** PROVIDED INFORMATION follows **
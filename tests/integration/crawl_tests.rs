//! Integration tests for the crawler
//!
//! The engine tests plug in-process fetchers into the coordinator; the last
//! tests use wiremock to create mock HTTP servers and run the full crawl
//! cycle end-to-end through reqwest and SQLite.

use async_trait::async_trait;
use domain_crawler::config::{Config, CrawlerConfig, OutputConfig, UserAgentConfig};
use domain_crawler::crawler::{
    crawl, Coordinator, CrawlSettings, FetchedPage, HtmlLinkExtractor, PageFetcher,
};
use domain_crawler::state::{EngineState, UniquenessGate};
use domain_crawler::storage::{RunStatus, SqliteStorage, Storage};
use domain_crawler::CrawlerError;
use std::collections::HashSet;
use std::path::Path;
use std::sync::{Arc, Mutex};
use std::time::Duration;
use url::Url;
use wiremock::matchers::{method, path};
use wiremock::{Mock, MockServer, ResponseTemplate};

type PageFn = dyn Fn(&Url) -> Option<String> + Send + Sync;

/// Serves HTML produced by a closure and records every fetched URL
///
/// A `None` from the closure is reported as a timeout.
struct ScriptedFetcher {
    page: Box<PageFn>,
    fetched: Mutex<Vec<String>>,
}

impl ScriptedFetcher {
    fn new<F>(page: F) -> Arc<Self>
    where
        F: Fn(&Url) -> Option<String> + Send + Sync + 'static,
    {
        Arc::new(Self {
            page: Box::new(page),
            fetched: Mutex::new(Vec::new()),
        })
    }

    fn fetched(&self) -> Vec<String> {
        self.fetched.lock().unwrap().clone()
    }
}

#[async_trait]
impl PageFetcher for ScriptedFetcher {
    async fn fetch(&self, url: &Url) -> Result<FetchedPage, CrawlerError> {
        self.fetched.lock().unwrap().push(url.to_string());
        // Give other workers a chance to interleave
        tokio::time::sleep(Duration::from_millis(2)).await;

        match (self.page)(url) {
            Some(body) => Ok(FetchedPage {
                url: url.clone(),
                status_code: 200,
                content_type: Some("text/html; charset=utf-8".to_string()),
                body,
            }),
            None => Err(CrawlerError::Timeout {
                url: url.to_string(),
            }),
        }
    }
}

fn links(hrefs: &[&str]) -> String {
    let anchors: String = hrefs
        .iter()
        .map(|href| format!(r#"<a href="{}">link</a>"#, href))
        .collect();
    format!("<html><body>{}</body></html>", anchors)
}

fn fast_settings(page_limit: u64, workers: usize) -> CrawlSettings {
    CrawlSettings::new("https://example.com/", page_limit)
        .with_workers(workers)
        .with_rate_interval(Duration::from_millis(5))
        .with_idle_backoff(Duration::from_millis(5))
}

fn coordinator(
    settings: CrawlSettings,
    fetcher: Arc<ScriptedFetcher>,
    gate: Arc<UniquenessGate>,
) -> Coordinator {
    Coordinator::new(settings, fetcher, Arc::new(HtmlLinkExtractor::new()), gate)
        .expect("Failed to build coordinator")
}

async fn run_with_deadline(coordinator: &Coordinator) -> domain_crawler::CrawlReport {
    tokio::time::timeout(Duration::from_secs(20), coordinator.run())
        .await
        .expect("crawl did not terminate")
        .expect("crawl failed")
}

#[tokio::test]
async fn test_budget_terminates_infinite_site() {
    // Every page links to two deeper pages: the frontier never runs dry
    let fetcher = ScriptedFetcher::new(|url| {
        let n: u64 = url.path().trim_start_matches("/p/").parse().unwrap_or(1);
        let (left, right) = (format!("/p/{}", n * 2), format!("/p/{}", n * 2 + 1));
        Some(links(&[left.as_str(), right.as_str()]))
    });

    let workers = 3;
    let budget = 5;
    let coordinator = coordinator(
        fast_settings(budget, workers),
        Arc::clone(&fetcher),
        Arc::new(UniquenessGate::new()),
    );

    let report = run_with_deadline(&coordinator).await;

    assert_eq!(coordinator.state(), EngineState::Finished);
    assert!(report.pages_fetched >= budget);
    assert!(report.pages_fetched <= budget + workers as u64 - 1);
    assert!(report.frontier_len > 0);
}

#[tokio::test]
async fn test_start_page_with_budget_one() {
    let fetcher = ScriptedFetcher::new(|url| match url.path() {
        "/" => Some(links(&[
            "/about-us",
            "https://external.org/page",
            "products/item#details",
        ])),
        _ => Some(links(&[])),
    });

    let coordinator = coordinator(
        fast_settings(1, 3),
        Arc::clone(&fetcher),
        Arc::new(UniquenessGate::new()),
    );
    let report = run_with_deadline(&coordinator).await;

    assert_eq!(report.pages_fetched, 1);
    assert_eq!(fetcher.fetched(), vec!["https://example.com/"]);
    assert_eq!(
        coordinator.frontier_snapshot(),
        vec![
            "https://example.com/about-us",
            "https://example.com/products/item",
        ]
    );
    assert_eq!(report.links_discovered, 3);
    assert_eq!(report.links_enqueued, 2);
    assert_eq!(report.links_off_domain, 1);
    assert!(!coordinator.gate().contains("https://external.org/page"));
}

#[tokio::test]
async fn test_preloaded_urls_are_never_fetched() {
    let fetcher = ScriptedFetcher::new(|url| match url.path() {
        "/" => Some(links(&["/a", "/b", "/c"])),
        "/b" => Some(links(&["/from-b"])),
        _ => Some(links(&["/"])),
    });

    let gate = Arc::new(UniquenessGate::with_preloaded(vec![
        "https://example.com/b",
    ]));
    let coordinator = coordinator(fast_settings(100, 2), Arc::clone(&fetcher), gate);
    let report = run_with_deadline(&coordinator).await;

    let fetched: HashSet<_> = fetcher.fetched().into_iter().collect();
    assert!(!fetched.contains("https://example.com/b"));
    assert!(!fetched.contains("https://example.com/from-b"));
    assert_eq!(
        fetched,
        HashSet::from([
            "https://example.com/".to_string(),
            "https://example.com/a".to_string(),
            "https://example.com/c".to_string(),
        ])
    );
    assert_eq!(report.pages_fetched, 3);
    assert_eq!(report.frontier_len, 0);
}

#[tokio::test]
async fn test_exhausted_site_terminates() {
    let fetcher = ScriptedFetcher::new(|url| match url.as_str() {
        "https://example.com/" => Some(links(&["/a"])),
        "https://example.com/a" => Some(links(&["/b", "/"])),
        "https://example.com/b" => Some(links(&["/a", "https://blog.example.com/"])),
        _ => Some(links(&[])),
    });

    let coordinator = coordinator(
        fast_settings(1_000, 3),
        Arc::clone(&fetcher),
        Arc::new(UniquenessGate::new()),
    );
    let report = run_with_deadline(&coordinator).await;

    // Subdomains are in scope
    assert_eq!(report.pages_fetched, 4);
    assert_eq!(report.unique_urls, 4);
    assert_eq!(report.frontier_len, 0);
    assert_eq!(coordinator.state(), EngineState::Finished);
}

#[tokio::test]
async fn test_fetch_errors_do_not_abort_crawl() {
    let fetcher = ScriptedFetcher::new(|url| match url.path() {
        "/" => Some(links(&["/broken", "/ok"])),
        "/broken" => None,
        _ => Some(links(&[])),
    });

    let coordinator = coordinator(
        fast_settings(100, 2),
        Arc::clone(&fetcher),
        Arc::new(UniquenessGate::new()),
    );
    let report = run_with_deadline(&coordinator).await;

    assert_eq!(report.errors, 1);
    assert_eq!(report.pages_fetched, 2);
    assert_eq!(fetcher.fetched().len(), 3);
}

#[tokio::test]
async fn test_each_url_fetched_once_under_contention() {
    // Every page links to every other page
    let hrefs: Vec<String> = (0..20).map(|i| format!("/page/{}", i)).collect();
    let body = links(&hrefs.iter().map(String::as_str).collect::<Vec<_>>());
    let fetcher = ScriptedFetcher::new(move |_| Some(body.clone()));

    let coordinator = coordinator(
        fast_settings(1_000, 4),
        Arc::clone(&fetcher),
        Arc::new(UniquenessGate::new()),
    );
    let report = run_with_deadline(&coordinator).await;

    let fetched = fetcher.fetched();
    let distinct: HashSet<_> = fetched.iter().collect();
    assert_eq!(fetched.len(), distinct.len());
    assert_eq!(report.pages_fetched, 21);
    assert_eq!(report.links_discovered, 21 * 20);
    assert_eq!(report.links_enqueued, 20);
}

#[tokio::test]
async fn test_run_twice_is_rejected() {
    let fetcher = ScriptedFetcher::new(|_| Some(links(&[])));
    let coordinator = coordinator(
        fast_settings(10, 1),
        fetcher,
        Arc::new(UniquenessGate::new()),
    );

    run_with_deadline(&coordinator).await;
    assert!(matches!(
        coordinator.run().await,
        Err(CrawlerError::InvalidTransition { .. })
    ));
}

/// Creates a test configuration pointing at a mock server
fn create_test_config(start_url: &str, db_path: &Path, page_limit: u64) -> Config {
    Config {
        crawler: CrawlerConfig {
            start_url: start_url.to_string(),
            page_limit,
            workers: 2,
            rate_interval_ms: 10, // Very short for testing
            fetch_timeout_secs: 5,
            intake_capacity: None,
            idle_backoff_ms: 10,
        },
        user_agent: UserAgentConfig {
            crawler_name: "TestBot".to_string(),
            crawler_version: "1.0.0".to_string(),
            contact_url: "https://example.com/contact".to_string(),
            contact_email: "test@example.com".to_string(),
        },
        output: OutputConfig {
            database_path: db_path.to_string_lossy().to_string(),
        },
    }
}

async fn mount_html(server: &MockServer, route: &str, body: String) {
    Mock::given(method("GET"))
        .and(path(route))
        .respond_with(
            ResponseTemplate::new(200).set_body_raw(body.into_bytes(), "text/html"),
        )
        .mount(server)
        .await;
}

async fn small_site() -> MockServer {
    let mock_server = MockServer::start().await;

    mount_html(
        &mock_server,
        "/",
        links(&["/page1", "/page2#top", "http://other.invalid/"]),
    )
    .await;
    mount_html(&mock_server, "/page1", links(&["/", "/missing"])).await;
    mount_html(&mock_server, "/page2", links(&["/page1", "mailto:a@b.c"])).await;

    Mock::given(method("GET"))
        .and(path("/missing"))
        .respond_with(ResponseTemplate::new(404).set_body_string("gone"))
        .mount(&mock_server)
        .await;

    mock_server
}

#[tokio::test]
async fn test_full_crawl_single_domain() {
    let mock_server = small_site().await;
    let base_url = mock_server.uri();

    let temp_dir = tempfile::tempdir().expect("Failed to create temp dir");
    let db_path = temp_dir.path().join("crawl.db");
    let config = create_test_config(&format!("{}/", base_url), &db_path, 100);

    let report = crawl(config, "test-hash", false)
        .await
        .expect("Crawl failed");

    // /, /page1, /page2 and the 404 page are all fetched and stored
    assert_eq!(report.pages_fetched, 4);
    assert_eq!(report.errors, 0);
    assert_eq!(report.links_off_domain, 1);
    assert_eq!(report.links_invalid, 1);

    let storage = SqliteStorage::new(&db_path).expect("Failed to open database");
    assert_eq!(storage.count_pages().unwrap(), 4);

    let missing = storage
        .get_page_by_url(&format!("{}/missing", base_url))
        .unwrap()
        .expect("404 page should be stored");
    assert_eq!(missing.status_code, Some(404));

    let run = storage.get_latest_run().unwrap().expect("Run recorded");
    assert_eq!(run.status, RunStatus::Completed);
    assert_eq!(run.config_hash, "test-hash");
    assert_eq!(run.totals.pages_fetched, 4);
}

#[tokio::test]
async fn test_second_crawl_skips_stored_pages() {
    let mock_server = small_site().await;
    let start_url = format!("{}/", mock_server.uri());

    let temp_dir = tempfile::tempdir().expect("Failed to create temp dir");
    let db_path = temp_dir.path().join("crawl.db");

    let first = crawl(create_test_config(&start_url, &db_path, 100), "h", false)
        .await
        .unwrap();
    assert_eq!(first.pages_fetched, 4);

    // Hydration marks the start URL as known: nothing left to fetch
    let second = crawl(create_test_config(&start_url, &db_path, 100), "h", false)
        .await
        .unwrap();
    assert_eq!(second.pages_fetched, 0);
    assert_eq!(second.unique_urls, 4);

    // Without hydration everything is fetched again; rows stay unique
    let fresh = crawl(create_test_config(&start_url, &db_path, 100), "h", true)
        .await
        .unwrap();
    assert_eq!(fresh.pages_fetched, 4);

    let storage = SqliteStorage::new(&db_path).unwrap();
    assert_eq!(storage.count_pages().unwrap(), 4);
}

#[tokio::test]
async fn test_crawl_respects_page_limit() {
    let mock_server = small_site().await;
    let temp_dir = tempfile::tempdir().expect("Failed to create temp dir");
    let db_path = temp_dir.path().join("crawl.db");

    let config = create_test_config(&format!("{}/", mock_server.uri()), &db_path, 1);
    let report = crawl(config, "h", false).await.unwrap();

    assert_eq!(report.pages_fetched, 1);
    assert_eq!(report.frontier_len, 2);

    let storage = SqliteStorage::new(&db_path).unwrap();
    assert_eq!(storage.count_pages().unwrap(), 1);
}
** End of PROVIDED INFORMATION **
WHAT TO WORK ON =
Each line above that contains the string "expect" should be identified and copied.

SOLUTION TO THE EXERCISE =
        .expect("Failed to build coordinator")
        .expect("crawl did not terminate")
        .expect("crawl failed")
    let temp_dir = tempfile::tempdir().expect("Failed to create temp dir");
        .expect("Crawl failed");
    let storage = SqliteStorage::new(&db_path).expect("Failed to open database");
        .expect("404 page should be stored");
    let run = storage.get_latest_run().unwrap().expect("Run recorded");
    let temp_dir = tempfile::tempdir().expect("Failed to create temp dir");
    let temp_dir = tempfile::tempdir().expect("Failed to create temp dir");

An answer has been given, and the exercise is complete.